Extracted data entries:
========

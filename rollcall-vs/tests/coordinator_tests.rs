//! Verification coordinator with an in-process worker and a SQLite ledger

mod helpers;

use async_trait::async_trait;
use std::sync::atomic::{AtomicUsize, Ordering};
use std::sync::Arc;
use std::time::Duration;
use uuid::Uuid;

use rollcall_common::models::{
    AttendanceFilter, AttendanceRecord, AttendanceStatus, VerificationMethod,
};
use rollcall_vs::coordinator::VerificationState;
use rollcall_vs::{
    AttendanceLedger, BiometricWorker, LedgerError, LedgerScope, SqliteLedger,
    VerificationCoordinator, VerificationError, VerificationRequest, WorkerFailure,
    WorkerOutcome,
};

use helpers::{test_pool, FakeWorker};

fn request(subject: &str) -> VerificationRequest {
    VerificationRequest::new(subject, "t1", "c1", b"jpeg-bytes".to_vec(), None)
}

fn coordinator(
    worker: &Arc<FakeWorker>,
    ledger: Arc<dyn AttendanceLedger>,
) -> Arc<VerificationCoordinator> {
    let worker: Arc<dyn BiometricWorker> = worker.clone();
    Arc::new(VerificationCoordinator::new(worker, ledger))
}

async fn records_of(ledger: &Arc<dyn AttendanceLedger>, subject: &str) -> Vec<AttendanceRecord> {
    ledger
        .query(
            &LedgerScope::Subject(subject.to_string()),
            &AttendanceFilter::default(),
        )
        .await
        .unwrap()
}

/// Fails the first `failures` appends, then delegates
struct FlakyLedger {
    inner: Arc<dyn AttendanceLedger>,
    failures: AtomicUsize,
    appends: AtomicUsize,
}

impl FlakyLedger {
    fn new(inner: Arc<dyn AttendanceLedger>, failures: usize) -> Self {
        Self {
            inner,
            failures: AtomicUsize::new(failures),
            appends: AtomicUsize::new(0),
        }
    }
}

#[async_trait]
impl AttendanceLedger for FlakyLedger {
    async fn append(&self, record: AttendanceRecord) -> Result<Uuid, LedgerError> {
        self.appends.fetch_add(1, Ordering::SeqCst);
        let remaining = self.failures.load(Ordering::SeqCst);
        if remaining > 0 {
            self.failures.store(remaining - 1, Ordering::SeqCst);
            return Err(LedgerError::StorageUnavailable("database is locked".to_string()));
        }
        self.inner.append(record).await
    }

    async fn query(
        &self,
        scope: &LedgerScope,
        filter: &AttendanceFilter,
    ) -> Result<Vec<AttendanceRecord>, LedgerError> {
        self.inner.query(scope, filter).await
    }
}

#[tokio::test]
async fn test_match_is_recorded() {
    let (_dir, pool) = test_pool().await;
    let ledger: Arc<dyn AttendanceLedger> = Arc::new(SqliteLedger::new(pool, 500));
    let worker = Arc::new(FakeWorker::recognizing());
    let coordinator = coordinator(&worker, Arc::clone(&ledger));

    let receipt = coordinator.verify("s1", request("s1")).await.unwrap();
    assert_eq!(receipt.confidence, 0.93);

    let records = records_of(&ledger, "s1").await;
    assert_eq!(records.len(), 1);
    assert_eq!(records[0].id, receipt.attendance_id);
    assert_eq!(records[0].target_id, "t1");
    assert_eq!(records[0].status, AttendanceStatus::Present);
    assert_eq!(records[0].verification_method, VerificationMethod::BiometricProximity);
    assert_eq!(coordinator.in_flight_count(), 0);
}

#[tokio::test]
async fn test_match_for_someone_else_is_rejected() {
    let (_dir, pool) = test_pool().await;
    let ledger: Arc<dyn AttendanceLedger> = Arc::new(SqliteLedger::new(pool, 500));
    let worker = Arc::new(FakeWorker::returning(WorkerOutcome::Matched {
        identity: "s2".to_string(),
        confidence: 0.99,
    }));
    let coordinator = coordinator(&worker, Arc::clone(&ledger));

    let err = coordinator.verify("s1", request("s1")).await.unwrap_err();
    assert!(matches!(err, VerificationError::Rejected(_)));
    assert!(!err.is_retryable());
    assert!(records_of(&ledger, "s1").await.is_empty());
    assert!(records_of(&ledger, "s2").await.is_empty());
}

#[tokio::test]
async fn test_no_match_is_rejected() {
    let (_dir, pool) = test_pool().await;
    let ledger: Arc<dyn AttendanceLedger> = Arc::new(SqliteLedger::new(pool, 500));
    let worker = Arc::new(FakeWorker::returning(WorkerOutcome::NotMatched {
        reason: "No face detected".to_string(),
    }));
    let coordinator = coordinator(&worker, Arc::clone(&ledger));

    let err = coordinator.verify("s1", request("s1")).await.unwrap_err();
    assert!(matches!(err, VerificationError::Rejected(_)));
    assert!(records_of(&ledger, "s1").await.is_empty());
}

#[tokio::test]
async fn test_worker_failure_is_retryable_and_records_nothing() {
    let (_dir, pool) = test_pool().await;
    let ledger: Arc<dyn AttendanceLedger> = Arc::new(SqliteLedger::new(pool, 500));
    let worker = Arc::new(FakeWorker::failing(WorkerFailure::ProcessFailed {
        exit_code: Some(1),
        detail: "Image file not found".to_string(),
    }));
    let coordinator = coordinator(&worker, Arc::clone(&ledger));

    let err = coordinator.verify("s1", request("s1")).await.unwrap_err();
    assert!(matches!(err, VerificationError::Worker(_)));
    assert!(err.is_retryable());
    assert!(records_of(&ledger, "s1").await.is_empty());
}

#[tokio::test]
async fn test_invalid_requests_never_reach_the_worker() {
    let (_dir, pool) = test_pool().await;
    let ledger: Arc<dyn AttendanceLedger> = Arc::new(SqliteLedger::new(pool, 500));
    let worker = Arc::new(FakeWorker::recognizing());
    let coordinator = coordinator(&worker, ledger);

    let empty = VerificationRequest::new("s1", "t1", "c1", Vec::new(), None);
    assert!(matches!(
        coordinator.verify("s1", empty).await,
        Err(VerificationError::InvalidRequest(_))
    ));

    let no_target = VerificationRequest::new("s1", "", "c1", b"x".to_vec(), None);
    assert!(matches!(
        coordinator.verify("s1", no_target).await,
        Err(VerificationError::InvalidRequest(_))
    ));

    assert!(matches!(
        coordinator.verify("s2", request("s1")).await,
        Err(VerificationError::NotAuthorized(_))
    ));

    assert_eq!(worker.calls(), 0);
}

#[tokio::test]
async fn test_second_attempt_for_same_subject_is_refused() {
    let (_dir, pool) = test_pool().await;
    let ledger: Arc<dyn AttendanceLedger> = Arc::new(SqliteLedger::new(pool, 500));
    let worker = Arc::new(FakeWorker::recognizing().gated());
    let coordinator = coordinator(&worker, Arc::clone(&ledger));

    let first = {
        let coordinator = Arc::clone(&coordinator);
        tokio::spawn(async move { coordinator.verify("s1", request("s1")).await })
    };
    worker.wait_for_calls(1).await;
    assert_eq!(coordinator.state_of("s1"), Some(VerificationState::WorkerInvoked));

    let second = coordinator.verify("s1", request("s1")).await;
    assert!(matches!(second, Err(VerificationError::VerificationInProgress(_))));

    let enroll = coordinator.enroll("s1", b"jpeg-bytes").await;
    assert!(matches!(enroll, Err(VerificationError::VerificationInProgress(_))));
    assert_eq!(worker.calls(), 1);

    worker.release(1);
    assert!(first.await.unwrap().is_ok());
    assert_eq!(coordinator.in_flight_count(), 0);
    assert_eq!(records_of(&ledger, "s1").await.len(), 1);
}

#[tokio::test]
async fn test_different_subjects_run_concurrently() {
    let (_dir, pool) = test_pool().await;
    let ledger: Arc<dyn AttendanceLedger> = Arc::new(SqliteLedger::new(pool, 500));
    let worker = Arc::new(FakeWorker::recognizing().gated());
    let coordinator = coordinator(&worker, Arc::clone(&ledger));

    let handles: Vec<_> = ["s1", "s2"]
        .into_iter()
        .map(|subject| {
            let coordinator = Arc::clone(&coordinator);
            tokio::spawn(async move { coordinator.verify(subject, request(subject)).await })
        })
        .collect();

    worker.wait_for_calls(2).await;
    assert_eq!(coordinator.in_flight_count(), 2);

    worker.release(2);
    for handle in handles {
        assert!(handle.await.unwrap().is_ok());
    }
    assert_eq!(records_of(&ledger, "s1").await.len(), 1);
    assert_eq!(records_of(&ledger, "s2").await.len(), 1);
}

#[tokio::test]
async fn test_cancel_discards_worker_result() {
    let (_dir, pool) = test_pool().await;
    let ledger: Arc<dyn AttendanceLedger> = Arc::new(SqliteLedger::new(pool, 500));
    let worker = Arc::new(FakeWorker::recognizing().gated());
    let coordinator = coordinator(&worker, Arc::clone(&ledger));

    assert!(!coordinator.cancel("s1"));

    let attempt = {
        let coordinator = Arc::clone(&coordinator);
        tokio::spawn(async move { coordinator.verify("s1", request("s1")).await })
    };
    worker.wait_for_calls(1).await;

    assert!(coordinator.cancel("s1"));
    worker.release(1);

    assert_eq!(attempt.await.unwrap(), Err(VerificationError::Cancelled));
    assert!(records_of(&ledger, "s1").await.is_empty());
    assert_eq!(coordinator.in_flight_count(), 0);
    assert!(!coordinator.cancel("s1"));
}

#[tokio::test]
async fn test_same_day_reverification_is_duplicate() {
    let (_dir, pool) = test_pool().await;
    let ledger: Arc<dyn AttendanceLedger> = Arc::new(SqliteLedger::new(pool, 500));
    let worker = Arc::new(FakeWorker::recognizing());
    let coordinator = coordinator(&worker, Arc::clone(&ledger));

    coordinator.verify("s1", request("s1")).await.unwrap();
    let err = coordinator.verify("s1", request("s1")).await.unwrap_err();

    assert!(matches!(err, VerificationError::DuplicateAttendance { .. }));
    assert!(!err.is_retryable());
    assert_eq!(records_of(&ledger, "s1").await.len(), 1);
}

#[tokio::test]
async fn test_storage_failure_retries_write_without_worker() {
    let (_dir, pool) = test_pool().await;
    let sqlite: Arc<dyn AttendanceLedger> = Arc::new(SqliteLedger::new(pool, 500));
    let flaky = Arc::new(FlakyLedger::new(Arc::clone(&sqlite), 1));
    let worker = Arc::new(FakeWorker::recognizing());
    let coordinator = coordinator(&worker, flaky.clone());

    let err = coordinator.verify("s1", request("s1")).await.unwrap_err();
    assert!(matches!(err, VerificationError::StorageUnavailable(_)));
    assert!(err.is_retryable());
    assert!(coordinator.has_pending_write("s1"));
    assert_eq!(worker.calls(), 1);

    let receipt = coordinator.verify("s1", request("s1")).await.unwrap();
    assert_eq!(worker.calls(), 1);
    assert_eq!(flaky.appends.load(Ordering::SeqCst), 2);
    assert!(!coordinator.has_pending_write("s1"));

    let records = records_of(&sqlite, "s1").await;
    assert_eq!(records.len(), 1);
    assert_eq!(records[0].id, receipt.attendance_id);
}

#[tokio::test]
async fn test_pending_write_is_not_reused_for_another_course() {
    let (_dir, pool) = test_pool().await;
    let sqlite: Arc<dyn AttendanceLedger> = Arc::new(SqliteLedger::new(pool, 500));
    let flaky = Arc::new(FlakyLedger::new(Arc::clone(&sqlite), 1));
    let worker = Arc::new(FakeWorker::recognizing());
    let coordinator = coordinator(&worker, flaky);

    assert!(coordinator.verify("s1", request("s1")).await.is_err());

    let other_course = VerificationRequest::new("s1", "t1", "c2", b"jpeg-bytes".to_vec(), None);
    coordinator.verify("s1", other_course).await.unwrap();
    assert_eq!(worker.calls(), 2);

    let records = records_of(&sqlite, "s1").await;
    assert_eq!(records.len(), 1);
    assert_eq!(records[0].course_id, "c2");
}

#[tokio::test]
async fn test_enroll_returns_worker_message() {
    let (_dir, pool) = test_pool().await;
    let ledger: Arc<dyn AttendanceLedger> = Arc::new(SqliteLedger::new(pool, 500));
    let worker = Arc::new(FakeWorker::recognizing());
    let coordinator = coordinator(&worker, Arc::clone(&ledger));

    let receipt = coordinator.enroll("s1", b"jpeg-bytes").await.unwrap();
    assert_eq!(receipt.subject_id, "s1");
    assert_eq!(receipt.message, "Face data registered successfully");
    assert!(records_of(&ledger, "s1").await.is_empty());

    assert!(matches!(
        coordinator.enroll("s1", b"").await,
        Err(VerificationError::InvalidRequest(_))
    ));
}

#[tokio::test]
async fn test_enroll_worker_failure_is_retryable() {
    let (_dir, pool) = test_pool().await;
    let ledger: Arc<dyn AttendanceLedger> = Arc::new(SqliteLedger::new(pool, 500));
    let worker = Arc::new(FakeWorker::failing(WorkerFailure::WorkerReported {
        message: "No face detected in image".to_string(),
    }));
    let coordinator = coordinator(&worker, ledger);

    let err = coordinator.enroll("s1", b"jpeg-bytes").await.unwrap_err();
    assert!(err.is_retryable());
    assert_eq!(coordinator.in_flight_count(), 0);
}

async fn wait_until_idle(coordinator: &VerificationCoordinator) {
    tokio::time::timeout(Duration::from_secs(5), async {
        while coordinator.in_flight_count() > 0 {
            tokio::time::sleep(Duration::from_millis(5)).await;
        }
    })
    .await
    .expect("attempt did not finish");
}

#[tokio::test]
async fn test_dropped_verify_waits_for_worker_then_discards() {
    let (_dir, pool) = test_pool().await;
    let ledger: Arc<dyn AttendanceLedger> = Arc::new(SqliteLedger::new(pool, 500));
    let worker = Arc::new(FakeWorker::recognizing().gated());
    let coordinator = coordinator(&worker, Arc::clone(&ledger));

    // Caller goes away while the worker is running
    tokio::select! {
        _ = coordinator.verify("s1", request("s1")) => panic!("verify finished while gated"),
        _ = worker.wait_for_calls(1) => {}
    }

    assert_eq!(coordinator.in_flight_count(), 1);
    assert_eq!(coordinator.state_of("s1"), Some(VerificationState::WorkerInvoked));
    assert!(matches!(
        coordinator.verify("s1", request("s1")).await,
        Err(VerificationError::VerificationInProgress(_))
    ));

    worker.release(1);
    wait_until_idle(&coordinator).await;

    assert_eq!(worker.calls(), 1);
    assert!(records_of(&ledger, "s1").await.is_empty());
    coordinator.verify("s1", request("s1")).await.unwrap();
}

#[cfg(unix)]
#[tokio::test]
async fn test_dropped_enroll_lets_worker_process_finish() {
    use rollcall_vs::worker::WorkerConfig;
    use rollcall_vs::ProcessWorker;
    use tempfile::TempDir;

    let (_db_dir, pool) = test_pool().await;
    let ledger: Arc<dyn AttendanceLedger> = Arc::new(SqliteLedger::new(pool, 500));

    let dir = TempDir::new().unwrap();
    let marker = dir.path().join("template-written");
    let script = dir.path().join("worker.sh");
    std::fs::write(
        &script,
        format!(
            "sleep 0.5\ntouch '{}'\necho '{{\"success\": true, \"message\": \"stored\"}}'\n",
            marker.display()
        ),
    )
    .unwrap();
    let staging = dir.path().join("staging");
    let worker: Arc<dyn BiometricWorker> = Arc::new(ProcessWorker::new(
        WorkerConfig::new("/bin/sh", vec![script.display().to_string()], staging.clone())
            .with_timeout(Duration::from_secs(10)),
    ));
    let coordinator = VerificationCoordinator::new(worker, ledger);

    let dropped =
        tokio::time::timeout(Duration::from_millis(100), coordinator.enroll("s1", b"jpeg")).await;
    assert!(dropped.is_err());
    assert_eq!(coordinator.in_flight_count(), 1);
    assert!(!marker.exists());

    wait_until_idle(&coordinator).await;

    assert!(marker.exists());
    assert_eq!(std::fs::read_dir(&staging).unwrap().count(), 0);
}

========

◆ Instructions for the task
Pull every line containing "returning" out of the entries.

◆ Response below
    let worker = Arc::new(FakeWorker::returning(WorkerOutcome::Matched {
    let worker = Arc::new(FakeWorker::returning(WorkerOutcome::NotMatched {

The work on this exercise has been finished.